THE TASK
Go line by line through the data below and count those that hold "PreUpdate". Return only the number.

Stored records
%%

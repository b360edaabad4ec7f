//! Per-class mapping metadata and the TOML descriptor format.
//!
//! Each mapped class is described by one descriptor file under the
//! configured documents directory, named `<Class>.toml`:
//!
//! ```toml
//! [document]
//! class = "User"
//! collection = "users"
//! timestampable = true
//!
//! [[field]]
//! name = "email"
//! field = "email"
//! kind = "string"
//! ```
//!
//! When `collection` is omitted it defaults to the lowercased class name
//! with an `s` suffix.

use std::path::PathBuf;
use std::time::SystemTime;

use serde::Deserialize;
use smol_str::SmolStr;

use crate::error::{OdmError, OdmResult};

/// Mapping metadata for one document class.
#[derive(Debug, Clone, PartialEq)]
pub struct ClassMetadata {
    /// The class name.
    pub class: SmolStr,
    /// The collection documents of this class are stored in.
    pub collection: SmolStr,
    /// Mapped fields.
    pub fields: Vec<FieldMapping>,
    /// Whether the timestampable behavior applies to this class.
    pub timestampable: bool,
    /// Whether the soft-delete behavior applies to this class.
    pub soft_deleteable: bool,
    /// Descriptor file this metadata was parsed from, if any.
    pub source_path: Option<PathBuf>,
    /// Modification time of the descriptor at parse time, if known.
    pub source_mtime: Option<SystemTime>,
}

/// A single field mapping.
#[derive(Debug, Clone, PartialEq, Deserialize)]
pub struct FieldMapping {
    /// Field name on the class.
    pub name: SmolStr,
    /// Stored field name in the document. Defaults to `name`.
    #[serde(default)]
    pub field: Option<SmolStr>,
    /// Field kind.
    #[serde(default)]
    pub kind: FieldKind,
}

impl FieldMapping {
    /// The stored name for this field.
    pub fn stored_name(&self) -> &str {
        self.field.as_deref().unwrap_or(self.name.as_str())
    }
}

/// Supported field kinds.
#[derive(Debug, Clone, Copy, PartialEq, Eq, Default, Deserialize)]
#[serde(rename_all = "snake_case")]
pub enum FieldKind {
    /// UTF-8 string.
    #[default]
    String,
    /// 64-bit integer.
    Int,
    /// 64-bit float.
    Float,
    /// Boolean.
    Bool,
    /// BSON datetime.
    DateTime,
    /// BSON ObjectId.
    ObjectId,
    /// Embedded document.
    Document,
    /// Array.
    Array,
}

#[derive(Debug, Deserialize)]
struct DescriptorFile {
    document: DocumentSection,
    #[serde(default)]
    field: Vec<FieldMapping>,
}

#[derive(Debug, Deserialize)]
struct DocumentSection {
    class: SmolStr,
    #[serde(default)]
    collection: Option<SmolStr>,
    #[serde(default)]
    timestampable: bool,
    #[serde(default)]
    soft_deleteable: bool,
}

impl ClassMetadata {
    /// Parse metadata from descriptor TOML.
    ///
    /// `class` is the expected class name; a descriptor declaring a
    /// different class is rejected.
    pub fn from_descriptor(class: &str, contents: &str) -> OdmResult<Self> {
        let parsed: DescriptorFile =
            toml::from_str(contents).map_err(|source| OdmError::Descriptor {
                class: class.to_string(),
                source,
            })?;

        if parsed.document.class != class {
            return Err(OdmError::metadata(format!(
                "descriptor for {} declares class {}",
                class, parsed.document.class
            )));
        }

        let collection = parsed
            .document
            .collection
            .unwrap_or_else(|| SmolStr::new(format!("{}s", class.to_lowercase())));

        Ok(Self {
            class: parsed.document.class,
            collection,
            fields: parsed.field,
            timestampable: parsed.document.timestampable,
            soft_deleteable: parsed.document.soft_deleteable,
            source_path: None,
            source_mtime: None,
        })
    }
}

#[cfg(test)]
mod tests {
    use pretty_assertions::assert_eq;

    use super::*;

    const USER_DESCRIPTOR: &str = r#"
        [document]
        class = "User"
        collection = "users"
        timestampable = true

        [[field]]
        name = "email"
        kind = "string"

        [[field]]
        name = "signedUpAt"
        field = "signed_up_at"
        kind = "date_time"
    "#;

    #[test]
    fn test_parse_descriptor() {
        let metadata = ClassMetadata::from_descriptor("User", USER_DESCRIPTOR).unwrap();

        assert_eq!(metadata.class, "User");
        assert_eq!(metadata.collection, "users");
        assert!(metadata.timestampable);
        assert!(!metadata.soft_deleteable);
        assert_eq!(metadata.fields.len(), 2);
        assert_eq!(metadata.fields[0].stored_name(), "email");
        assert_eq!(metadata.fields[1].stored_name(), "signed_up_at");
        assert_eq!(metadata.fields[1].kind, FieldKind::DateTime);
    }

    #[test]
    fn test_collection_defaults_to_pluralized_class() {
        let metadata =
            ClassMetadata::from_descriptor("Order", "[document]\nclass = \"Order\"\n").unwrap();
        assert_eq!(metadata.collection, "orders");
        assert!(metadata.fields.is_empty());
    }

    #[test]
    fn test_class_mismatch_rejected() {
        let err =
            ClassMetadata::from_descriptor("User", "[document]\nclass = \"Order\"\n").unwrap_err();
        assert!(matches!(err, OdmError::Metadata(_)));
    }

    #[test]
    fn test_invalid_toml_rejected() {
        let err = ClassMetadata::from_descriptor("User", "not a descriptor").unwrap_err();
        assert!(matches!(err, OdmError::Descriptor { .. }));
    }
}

%%
%%

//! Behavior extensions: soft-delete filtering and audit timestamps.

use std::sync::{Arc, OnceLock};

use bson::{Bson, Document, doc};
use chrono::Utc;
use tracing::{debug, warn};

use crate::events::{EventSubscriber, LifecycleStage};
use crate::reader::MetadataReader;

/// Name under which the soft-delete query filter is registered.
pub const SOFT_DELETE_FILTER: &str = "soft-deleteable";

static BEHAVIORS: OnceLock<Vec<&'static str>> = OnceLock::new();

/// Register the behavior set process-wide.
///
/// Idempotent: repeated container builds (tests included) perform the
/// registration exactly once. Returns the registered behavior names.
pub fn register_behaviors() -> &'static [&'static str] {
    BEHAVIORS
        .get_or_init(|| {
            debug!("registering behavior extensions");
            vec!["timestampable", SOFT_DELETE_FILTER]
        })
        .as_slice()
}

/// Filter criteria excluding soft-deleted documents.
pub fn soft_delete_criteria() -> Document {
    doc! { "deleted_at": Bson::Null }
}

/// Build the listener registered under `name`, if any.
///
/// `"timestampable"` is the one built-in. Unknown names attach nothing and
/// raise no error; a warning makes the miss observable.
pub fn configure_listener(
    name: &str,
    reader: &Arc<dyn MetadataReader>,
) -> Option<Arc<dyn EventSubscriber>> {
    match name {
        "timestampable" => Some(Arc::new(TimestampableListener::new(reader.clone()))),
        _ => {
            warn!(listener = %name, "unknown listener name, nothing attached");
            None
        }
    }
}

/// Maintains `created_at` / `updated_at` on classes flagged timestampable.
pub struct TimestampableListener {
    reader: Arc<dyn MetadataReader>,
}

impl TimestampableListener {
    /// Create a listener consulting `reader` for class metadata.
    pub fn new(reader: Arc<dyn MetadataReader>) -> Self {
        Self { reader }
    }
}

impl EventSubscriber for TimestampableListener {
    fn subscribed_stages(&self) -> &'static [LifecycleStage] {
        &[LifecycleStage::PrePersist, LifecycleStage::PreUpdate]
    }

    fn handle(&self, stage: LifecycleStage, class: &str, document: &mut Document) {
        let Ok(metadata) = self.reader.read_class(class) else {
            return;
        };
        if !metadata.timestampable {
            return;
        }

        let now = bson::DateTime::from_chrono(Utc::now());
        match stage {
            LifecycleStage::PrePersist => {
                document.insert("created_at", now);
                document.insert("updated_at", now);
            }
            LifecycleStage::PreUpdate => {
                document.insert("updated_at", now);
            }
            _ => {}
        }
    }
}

%%

SOLUTION
2